«Plausibile prevedere che la graduale riapertura possa ragionevolmente partire dalla data del 4 maggio con le attività a più basso rischio». A sostenerlo è il comitato tecnico-scientifico che dall’inizio dell’epidemia collabora con la Regione Siciliana. Una tesi che arriva «alla luce degli incoraggianti dati del contenimento della pandemia nel territorio regionale, visti i tassi di occupazione dei posti ospedalieri e della capacità ricettiva dell’intera rete ospedaliera siciliana delle terapie intensive, alla verifica dell’adeguata capacità di monitoraggio, inclusa la capacità di effettuare test diagnostici su vasta scala per individuare e monitorare la diffusione del virus, combinata al tracciamento dei contatti e a valutazione dell’efficienza e della efficacia del sistema di monitoraggio e gestione territoriale».

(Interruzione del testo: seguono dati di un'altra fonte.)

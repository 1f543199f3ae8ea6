mod button;

pub use button::{Button, ControlAction};

pub const BUTTON_WIDTH: f32 = 96.0;
pub const BUTTON_HEIGHT: f32 = 32.0;
pub const MARGIN: f32 = 16.0;

/// Play/pause label read from the engine's running flag
pub fn run_label(running: bool) -> &'static str {
    if running { "Pause" } else { "Play" }
}

/// Controls laid out along the bottom-right corner of a `screen_width` × `screen_height` window
pub fn create_controls(screen_width: f32, screen_height: f32, running: bool) -> Vec<Button> {
    let y = screen_height - MARGIN - BUTTON_HEIGHT;
    let reset_x = screen_width - MARGIN - BUTTON_WIDTH;
    let toggle_x = reset_x - MARGIN / 2.0 - BUTTON_WIDTH;
    vec![
        Button::new(toggle_x, y, BUTTON_WIDTH, BUTTON_HEIGHT, run_label(running), ControlAction::ToggleRunning),
        Button::new(reset_x, y, BUTTON_WIDTH, BUTTON_HEIGHT, "Reset", ControlAction::Reset),
    ]
}

/// The control under the pointer, if any
pub fn hit_test(buttons: &[Button], mouse_pos: (f32, f32)) -> Option<ControlAction> {
    buttons
        .iter()
        .find(|button| button.is_hovered(mouse_pos))
        .map(Button::action)
}
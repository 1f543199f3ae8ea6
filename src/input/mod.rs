use log::debug;
use macroquad::prelude::*;

use crate::application::{Presenter, Viewport};
use crate::rendering::Surface;
use crate::ui::{self, Button, ControlAction};

/// Current window as a viewport
pub fn current_viewport() -> Viewport {
    Viewport::new(screen_width(), screen_height()).with_device_pixel_ratio(screen_dpi_scale())
}

/// Stand-in for a resize subscription: report the window size when it differs from `known`
pub fn poll_resize(known: Viewport) -> Option<Viewport> {
    let current = current_viewport();
    (current != known).then_some(current)
}

/// Apply a control action
pub fn apply_control(presenter: &mut Presenter, action: ControlAction, surface: &mut dyn Surface) {
    match action {
        ControlAction::ToggleRunning => {
            presenter.toggle_running();
        }
        ControlAction::Reset => presenter.reset(surface),
    }
}

/// Route a left click: controls swallow it, anything else toggles a cell
pub fn process_pointer(presenter: &mut Presenter, buttons: &[Button], surface: &mut dyn Surface) {
    if !is_mouse_button_pressed(MouseButton::Left) {
        return;
    }

    let mouse_pos = mouse_position();
    match ui::hit_test(buttons, mouse_pos) {
        Some(action) => {
            debug!("control {:?} clicked", action);
            apply_control(presenter, action, surface);
        }
        None => {
            presenter.handle_pointer(mouse_pos.0, mouse_pos.1, surface);
        }
    }
}

/// Keyboard shortcuts: Space play/pause, R reset, Escape quit
pub fn process_keyboard(presenter: &mut Presenter, surface: &mut dyn Surface) {
    let actions = [
        (KeyCode::Space, ControlAction::ToggleRunning),
        (KeyCode::R, ControlAction::Reset),
    ];

    for (key, action) in actions {
        if is_key_pressed(key) {
            apply_control(presenter, action, surface);
        }
    }

    if is_key_pressed(KeyCode::Escape) {
        presenter.stop();
    }
}

#[cfg(test)]
mod tests {
    use super::*;
    use crate::application::{LifeConfig, LoopState};
    use crate::rendering::DisplayList;

    #[test]
    fn test_controls_drive_presenter() {
        let mut presenter = Presenter::new(&LifeConfig::backdrop());
        let mut surface = DisplayList::new();
        presenter.handle_resize(Viewport::new(300.0, 300.0), &mut surface);
        presenter.start();
        presenter.on_frame(0.0, &mut surface);

        apply_control(&mut presenter, ControlAction::ToggleRunning, &mut surface);
        assert_eq!(presenter.state(), LoopState::Running);

        let redraws = surface.redraws();
        apply_control(&mut presenter, ControlAction::Reset, &mut surface);
        assert_eq!(presenter.state(), LoopState::Paused);
        assert_eq!(surface.redraws(), redraws + 1);
    }
}
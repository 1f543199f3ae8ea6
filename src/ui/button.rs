use macroquad::prelude::*;

/// What a control does when clicked
#[derive(Clone, Copy, Debug, PartialEq, Eq)]
pub enum ControlAction {
    ToggleRunning,
    Reset,
}

/// Button UI component with hover and click detection
#[derive(Clone)]
pub struct Button {
    x: f32,
    y: f32,
    width: f32,
    height: f32,
    text: String,
    action: ControlAction,
    color: Color,
    hover_color: Color,
}

impl Button {
    pub fn new(
        x: f32,
        y: f32,
        width: f32,
        height: f32,
        text: impl Into<String>,
        action: ControlAction,
    ) -> Self {
        Self {
            x,
            y,
            width,
            height,
            text: text.into(),
            action,
            color: Color::from_rgba(15, 23, 42, 220),
            hover_color: Color::from_rgba(30, 41, 59, 240),
        }
    }

    pub fn action(&self) -> ControlAction {
        self.action
    }

    pub fn text(&self) -> &str {
        &self.text
    }

    /// Check if a point is over the button
    pub fn is_hovered(&self, mouse_pos: (f32, f32)) -> bool {
        mouse_pos.0 >= self.x
            && mouse_pos.0 <= self.x + self.width
            && mouse_pos.1 >= self.y
            && mouse_pos.1 <= self.y + self.height
    }

    /// Draw button with hover effect
    pub fn draw(&self, mouse_pos: (f32, f32)) {
        let color = if self.is_hovered(mouse_pos) {
            self.hover_color
        } else {
            self.color
        };

        draw_rectangle(self.x, self.y, self.width, self.height, color);
        draw_rectangle_lines(self.x, self.y, self.width, self.height, 1.0, Color::from_rgba(148, 163, 184, 200));

        let text_size = measure_text(&self.text, None, 18, 1.0);
        draw_text(
            &self.text,
            self.x + (self.width - text_size.width) / 2.0,
            self.y + (self.height + text_size.height) / 2.0,
            18.0,
            WHITE,
        );
    }
}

La previsione del comitato – fa sapere la Regione Siciliana – è stato condiviso dal presidente Nello Musumeci con il presidente della Conferenza delle Regioni Stefano Bonaccini e inviato al governo Conte. Gli esperti «sono partiti dall’analisi dei criteri indicati nella tabella di marcia comune europea verso la revoca delle misure di contenimento della Covid-19 in relazione alla risposta che il sistema regionale è stato capace di dare sino a ora», si legge in una nota di palazzo d’Orleans.
Ad alimentare l’ottimismo sono stati la riduzione e stabilizzazione del numero giornaliero di positivi, l’andamento dei dati riguardanti i pazienti ricoverati in ospedale, specialmente quelli che necessitano di terapia intensiva, ma anche la capacità di monitoraggio ritenuta adeguata alla situazione. «Non tutte le attività lavorative espongono lavoratori e utenti allo stesso rischio di contagio», affermano i componenti del comitato tecnico scientifico facendo riferimento alla cosiddetta fase due. Quest’ultima sarà inevitabilmente accompagnato dall’uso di dispositivi di protezione individuale che «diventeranno indumenti comuni nella vita di ciascuno».
In tal senso il pensiero va già al fabbisogno di un bene che in queste settimane è stato oggetto di speculazioni da parte di soggetti interessati a lucrare sull’emergenza, ma più in generale di difficile reperibilità. La Regione rilancia così «l’azione condotta da diverse aziende siciliane impegnate in una nuova avventura produttiva». Per il comitato «è necessario il consolidamento da parte di Università e centri di ricerca regionali, in tempi brevissimi, di un processo di certificazione dell’idoneità dei materiali possibilmente idonei alla creazione di mascherine da mettere a disposizione di tutte le imprese che ne facciano richiesta al fine di riconvertire i loro processi produttivi».
Gli esperti ribadiscono l’esigenza di reperire quantitativi sufficienti di test diagnostici in modo da consentire un monitoraggio costante dell’epidemia. Si è proceduto anche all’individuazione di quattro livelli di rischio di esposizione al virus, ai quali associare le categorie di lavoratori. Quelli più a rischio sono ovviamente i medici e il personale sanitario, ma anche quanti sono chiamati alle operazioni di sanificazione e il personale delle agenzie di servizi funebri. Nella seconda categoria rientrano invece le figure che, per lavoro, possono entrare frequentemente con soggetti potenzialmente positivi: fattorini, forze dell’ordine, commessi. Probabile che si vada per l’installazione di barriere antirespiro nei negozi.
A basso rischio, invece, sono ritenuti gli impiegati che svolgono professioni che non richiedono il contatto con persone sospettate di contagio. Per questa categoria, il comitato suggerisce «l’implementazione di una corretta igiene e pratiche di controllo dell’infezione».